Advantages of Welding Rotators:

  1. Improved Welding Quality: Welding rotators provide consistent access to the entire workpiece, enabling welders to achieve uniform and high-quality welds.
  2. Reduced Welding Time: Welding rotators eliminate the need for manual repositioning, reducing welding time and increasing production rates.
  3. Improved Safety: Welding rotators provide a stable platform for welders, reducing the risk of accidents and injuries.
  4. Ergonomics: Welding rotators enhance ergonomics by reducing strain on welders’ wrists and backs.
  5. Versatility: Welding rotators can handle a wide range of workpiece sizes, shapes, and materials.

Safety Considerations When Using Welding Rotators:

  1. Proper Clamping: Ensure the workpiece is securely clamped to the rotator to prevent movement during welding.
  2. Correct Rotation Speed: Adjust the rotator’s speed to the appropriate level for the welding process and workpiece material.
  3. Welding Shielding: Use appropriate welding shielding gas to protect the welder from fumes, sparks, and splatter.
  4. Personal Protective Equipment (PPE): Always wear appropriate PPE, including safety glasses, gloves, and a welding helmet, to protect yourself from hazards.
  5. Emergency Stop Procedures: Familiarize yourself with the emergency stop procedure and be prepared to act quickly in case of any unexpected situations.

By adhering to these safety guidelines, you can effectively utilize welding rotators while minimizing the risk of accidents and ensuring a safe and productive welding environment.

Welding Rotator Characteristics

Welding rotators, also known as welding positioners or turning rolls, are specialized pieces of equipment used to rotate and position workpieces during the welding process. They provide a stable and controlled platform for welders to access all sides of the workpiece, ensuring consistent weld quality and efficient welding operations.

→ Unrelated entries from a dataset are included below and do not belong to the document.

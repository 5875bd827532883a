use std::sync::Arc;

use tokio::task::JoinHandle;

use super::base::{ScheduleRegistry, TaskId, TaskMap};
use crate::request::TaskRequest;
use crate::scheduler::spawn_driver;
use crate::task::{ConcurrencyMode, TaskExecution, TrackedTask};

/// Record stored per task: the firing loop plus the tracked runs it feeds.
struct TimerEntry {
    driver: JoinHandle<()>,
    task: Arc<TrackedTask>,
}

impl TimerEntry {
    fn cancel(&self) {
        // Stop future firings first, then interrupt whatever is in flight.
        self.driver.abort();
        self.task.cancel();
    }
}

/// Registry multiplexing every task onto the shared time driver.
///
/// Each firing runs as its own tracked task, so cancellation can interrupt
/// work that is genuinely running instead of only unscheduling future
/// firings.
pub struct SharedTimerRegistry {
    default_mode: ConcurrencyMode,
    tasks: TaskMap<TimerEntry>,
}

impl SharedTimerRegistry {
    /// `default_mode` applies to registrations that go through the
    /// [`ScheduleRegistry`] contract.
    pub fn new(default_mode: ConcurrencyMode) -> Self {
        Self {
            default_mode,
            tasks: TaskMap::new(),
        }
    }

    /// Register `request` under an explicit concurrency mode and start
    /// firing it at (initial delay, period).
    pub fn register_task_with(&self, mode: ConcurrencyMode, request: TaskRequest) -> TaskId {
        let initial_delay = request.initial_delay_or_period();
        let period = request.period;
        let exec = TaskExecution::new(request.name, request.level, request.workload);
        let task = Arc::new(TrackedTask::new(exec, mode));
        let driver = spawn_driver(Arc::clone(&task), initial_delay, period);
        self.tasks.insert_new(TimerEntry { driver, task })
    }

    pub fn task_count(&self) -> usize {
        self.tasks.len()
    }
}

impl ScheduleRegistry for SharedTimerRegistry {
    fn register_task(&self, request: TaskRequest) -> TaskId {
        self.register_task_with(self.default_mode, request)
    }

    fn remove(&self, id: TaskId) -> bool {
        match self.tasks.remove(id) {
            Some(entry) => {
                entry.cancel();
                true
            }
            None => false,
        }
    }

    fn clear(&self) {
        for entry in self.tasks.drain() {
            entry.cancel();
        }
    }
}

impl Default for SharedTimerRegistry {
    fn default() -> Self {
        Self::new(ConcurrencyMode::Overlapping)
    }
}
use std::sync::Arc;
use std::time::Duration;

use tracing::Level;

use crate::workload::Workload;

/// What a caller asks the registry to run: a named workload with a period,
/// an optional initial delay and the level its run reports are logged at.
#[derive(Clone)]
pub struct TaskRequest {
    pub(crate) name: String,
    pub(crate) period: Duration,
    pub(crate) initial_delay: Option<Duration>,
    pub(crate) level: Level,
    pub(crate) workload: Arc<dyn Workload>,
}

impl TaskRequest {
    pub fn new(period: Duration, workload: Arc<dyn Workload>) -> Self {
        Self {
            name: "timer-task".to_string(),
            period,
            initial_delay: None,
            level: Level::TRACE,
            workload,
        }
    }

    pub fn name(mut self, name: impl Into<String>) -> Self {
        self.name = name.into();
        self
    }

    /// Delay before the first firing. Defaults to the period.
    pub fn initial_delay(mut self, delay: Duration) -> Self {
        self.initial_delay = Some(delay);
        self
    }

    /// Level the per-run log line is emitted at.
    pub fn level(mut self, level: Level) -> Self {
        self.level = level;
        self
    }

    pub(crate) fn initial_delay_or_period(&self) -> Duration {
        self.initial_delay.unwrap_or(self.period)
    }
}
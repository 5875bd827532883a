use std::str::FromStr;

use serde::Deserialize;

use crate::error::RegistryError;

/// Which execution strategy a registration uses.
#[derive(Debug, Clone, Copy, PartialEq, Eq, Deserialize)]
#[serde(rename_all = "kebab-case")]
pub enum ExecutionPolicy {
    /// Shared time driver; runs of one task never overlap.
    SerializedShared,
    /// Shared time driver; every firing runs independently.
    OverlappingShared,
    /// One driver loop per task; runs execute inline on it, isolated from
    /// every other task's schedule.
    DedicatedTimer,
}

impl FromStr for ExecutionPolicy {
    type Err = RegistryError;

    fn from_str(s: &str) -> Result<Self, Self::Err> {
        match s.trim().to_lowercase().as_str() {
            "serialized-shared" | "serialized" => Ok(Self::SerializedShared),
            "overlapping-shared" | "overlapping" => Ok(Self::OverlappingShared),
            "dedicated-timer" | "dedicated" => Ok(Self::DedicatedTimer),
            other => Err(RegistryError::InvalidPolicy(other.to_string())),
        }
    }
}
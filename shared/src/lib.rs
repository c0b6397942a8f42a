//! A live cell dies if it has fewer than two live neighbors.
//! A live cell with two or three live neighbors lives on to the next generation.
//! A live cell with more than three live neighbors dies.
//! A dead cell will be brought back to live if it has exactly three live neighbors.
//!
//! The grid is a torus: the top edge touches the bottom edge and the left edge
//! touches the right one, so every cell has exactly eight neighbors.

pub mod controller;
pub mod error;
pub mod grid;
pub mod input;
pub mod scheduler;

pub use controller::{Command, Renderer, RunState, SimulationConfig, SimulationController};
pub use error::LifeError;
pub use grid::{CellState, Grid};
pub use input::PointerInput;
pub use scheduler::{Scheduler, TimerId};
mod canvas;

use std::time::{Duration, Instant};

use anyhow::Context;
use canvas::{draw_grid, CanvasRenderer};
use clap::Parser;
use eframe::egui;
use eframe::run_native;
use rand::rngs::StdRng;
use rand::SeedableRng;
use shared::{Command, Grid, PointerInput, SimulationConfig, SimulationController};

const MIN_TICK_MS: u64 = 10;
const MAX_TICK_MS: u64 = 1_000;
const HEADER_HEIGHT: f32 = 90.0;

/// Conway's Game of Life on a wrap-around grid.
#[derive(Debug, Parser)]
#[command(version, about)]
struct Args {
    /// Number of rows in the grid.
    #[arg(long, default_value_t = 40, value_parser = clap::value_parser!(u32).range(1..))]
    rows: u32,
    /// Number of columns in the grid.
    #[arg(long, default_value_t = 60, value_parser = clap::value_parser!(u32).range(1..))]
    cols: u32,
    /// Edge length of a cell in pixels.
    #[arg(long = "cell-size", value_name = "PIXELS", default_value_t = 12.0)]
    cell_size: f32,
    /// Milliseconds between generations while running.
    #[arg(
        long = "tick-ms",
        value_name = "MILLISECONDS",
        default_value_t = SimulationConfig::DEFAULT_TICK_MS,
        value_parser = clap::value_parser!(u64).range(1..=60_000)
    )]
    tick_ms: u64,
    /// Chance for each cell to start alive when randomizing.
    #[arg(long, default_value_t = SimulationConfig::DEFAULT_LIVE_PROBABILITY)]
    density: f64,
    /// Seed for the random generator; random when omitted.
    #[arg(long)]
    seed: Option<u64>,
    /// Start paused instead of running.
    #[arg(long)]
    paused: bool,
}

struct GuiOfLife {
    controller: SimulationController<CanvasRenderer>,
    input: PointerInput,
    tick_ms: u64,
    steps_since_log: u32,
    last_rate_log: Instant,
}

impl GuiOfLife {
    fn new(cc: &eframe::CreationContext<'_>, mut controller: SimulationController<CanvasRenderer>, input: PointerInput) -> Self {
        controller.renderer_mut().attach(cc.egui_ctx.clone());
        let tick_ms = controller.config().tick_interval.as_millis() as u64;
        Self {
            controller,
            input,
            tick_ms,
            steps_since_log: 0,
            last_rate_log: Instant::now(),
        }
    }

    fn apply(&mut self, command: Command) {
        if let Err(err) = self.controller.apply(command, Instant::now()) {
            log::warn!("{:?} rejected: {}", command, err);
        }
    }

    fn handle_keys(&mut self, ctx: &egui::Context) {
        let (space, n, r, c) = ctx.input(|i| {
            (
                i.key_pressed(egui::Key::Space),
                i.key_pressed(egui::Key::N),
                i.key_pressed(egui::Key::R),
                i.key_pressed(egui::Key::C),
            )
        });
        if space {
            self.apply(Command::ToggleRunning);
        }
        if n {
            self.apply(Command::Step);
        }
        if r {
            self.apply(Command::Randomize);
        }
        if c {
            self.apply(Command::Clear);
        }
    }

    fn controls(&mut self, ui: &mut egui::Ui) {
        ui.heading("Game of Life");
        ui.horizontal(|ui| {
            let renderer = self.controller.renderer();
            ui.label(format!("Generation: {}", renderer.generation));
            ui.separator();
            ui.label(format!("Alive: {}", renderer.population));
        });
        ui.horizontal(|ui| {
            let run_label = if self.controller.is_running() { "Pause" } else { "Start" };
            if ui.button(run_label).clicked() {
                self.apply(Command::ToggleRunning);
            }
            if ui.button("Step").clicked() {
                self.apply(Command::Step);
            }
            if ui.button("Randomize").clicked() {
                self.apply(Command::Randomize);
            }
            if ui.button("Clear").clicked() {
                self.apply(Command::Clear);
            }
            ui.separator();
            let slider = egui::Slider::new(&mut self.tick_ms, MIN_TICK_MS..=MAX_TICK_MS).text("ms / tick");
            if ui.add(slider).changed() {
                self.apply(PointerInput::rate_change(self.tick_ms as f64));
            }
        });
    }

    fn log_rate(&mut self, now: Instant) {
        let elapsed = now.duration_since(self.last_rate_log);
        if elapsed >= Duration::from_secs(1) {
            if self.steps_since_log > 0 {
                let rate = self.steps_since_log as f64 / elapsed.as_secs_f64();
                log::info!("generations per second: {:.1}", rate);
            }
            self.steps_since_log = 0;
            self.last_rate_log = now;
        }
    }
}

impl eframe::App for GuiOfLife {
    fn update(&mut self, ctx: &egui::Context, _frame: &mut eframe::Frame) {
        let now = Instant::now();
        if self.controller.tick(now) {
            self.steps_since_log += 1;
        }
        self.log_rate(now);
        self.handle_keys(ctx);

        egui::TopBottomPanel::top("controls").show(ctx, |ui| self.controls(ui));
        egui::CentralPanel::default().show(ctx, |ui| {
            egui::ScrollArea::both().show(ui, |ui| {
                let clicked = draw_grid(ui, self.controller.grid(), &self.input);
                if let Some((row, col)) = clicked {
                    self.apply(Command::ToggleCell { row, col });
                }
            });
        });

        if let Some(due) = self.controller.scheduler().next_due() {
            ctx.request_repaint_after(due.saturating_duration_since(Instant::now()));
        }
    }
}

fn main() -> anyhow::Result<()> {
    env_logger::init();
    let args = Args::parse();

    let config = SimulationConfig::new(args.tick_ms, !args.paused, args.density).context("invalid simulation settings")?;
    let grid = Grid::new(args.rows as usize, args.cols as usize).context("create grid")?;
    let input = PointerInput::for_grid(args.cell_size, &grid);
    let rng = match args.seed {
        Some(seed) => StdRng::seed_from_u64(seed),
        None => StdRng::from_os_rng(),
    };

    let window_size = [
        (args.cell_size * args.cols as f32 + 32.0).max(480.0),
        args.cell_size * args.rows as f32 + HEADER_HEIGHT + 32.0,
    ];

    let mut controller = SimulationController::new(grid, config, CanvasRenderer::default(), rng, Instant::now())?;
    controller.randomize()?;
    log::info!(
        "starting {}x{} grid, {} ms per tick, {}",
        args.rows,
        args.cols,
        args.tick_ms,
        if controller.is_running() { "running" } else { "paused" }
    );

    let options = eframe::NativeOptions {
        viewport: egui::ViewportBuilder::default()
            .with_title("Game of Life")
            .with_inner_size(window_size),
        ..Default::default()
    };

    run_native(
        "Game of Life GUI",
        options,
        Box::new(move |cc| Ok(Box::new(GuiOfLife::new(cc, controller, input)))),
    )
    .map_err(|err| anyhow::anyhow!("event loop failed: {err}"))?;
    Ok(())
}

Here are some of the key characteristics of welding rotators:

  1. Load Capacity: Welding rotators are designed to handle workpieces of varying sizes and weights. The load capacity of a rotator is determined by its size, construction, and motor power.
  2. Rotation Speed: The rotation speed of a welding rotator can be adjusted to suit the specific welding process and workpiece material. Welding parameters, such as current and voltage, can also be adjusted to ensure optimal weld quality.
  3. Clamping Mechanism: Welding rotators incorporate secure clamping mechanisms to hold the workpiece firmly in place during rotation. This prevents movement and ensures consistent weld placement.
  4. Workpiece Alignment: Some welding rotators feature self-aligning mechanisms to compensate for irregularities in the workpiece shape. This ensures that the weld seam is aligned correctly even on non-uniform surfaces.
  5. Versatility: Welding rotators can be used to weld a wide range of workpiece shapes, including cylindrical, conical, and irregularly shaped components. They can also be adapted to various welding processes, such as gas metal arc welding (GMAW), gas tungsten arc welding (GTAW), and submerged arc welding (SAW).
  6. Automation Integration: Welding rotators can be integrated into automated welding systems, enabling high-volume production and reducing labor costs. Automated rotators can follow pre-programmed weld paths and adjust welding parameters precisely.
  7. Safety Features: Welding rotators incorporate safety features to protect operators from hazards, such as sparks, flying debris, and accidental torch movement. These features may include interlocks, guarding, and emergency stop buttons.
  8. Data Logging: Some advanced welding rotators can record welding parameters and weld quality data. This information can be used for process control, quality assurance, and traceability purposes.
  9. Portability: Some welding rotators are designed to be portable, allowing them to be moved easily from one work area to another. This is particularly useful for welding large or irregularly shaped workpieces that cannot be easily moved.
  10. Durability: Welding rotators are built to withstand the rigors of industrial environments, making them a reliable and long-lasting investment for welding operations.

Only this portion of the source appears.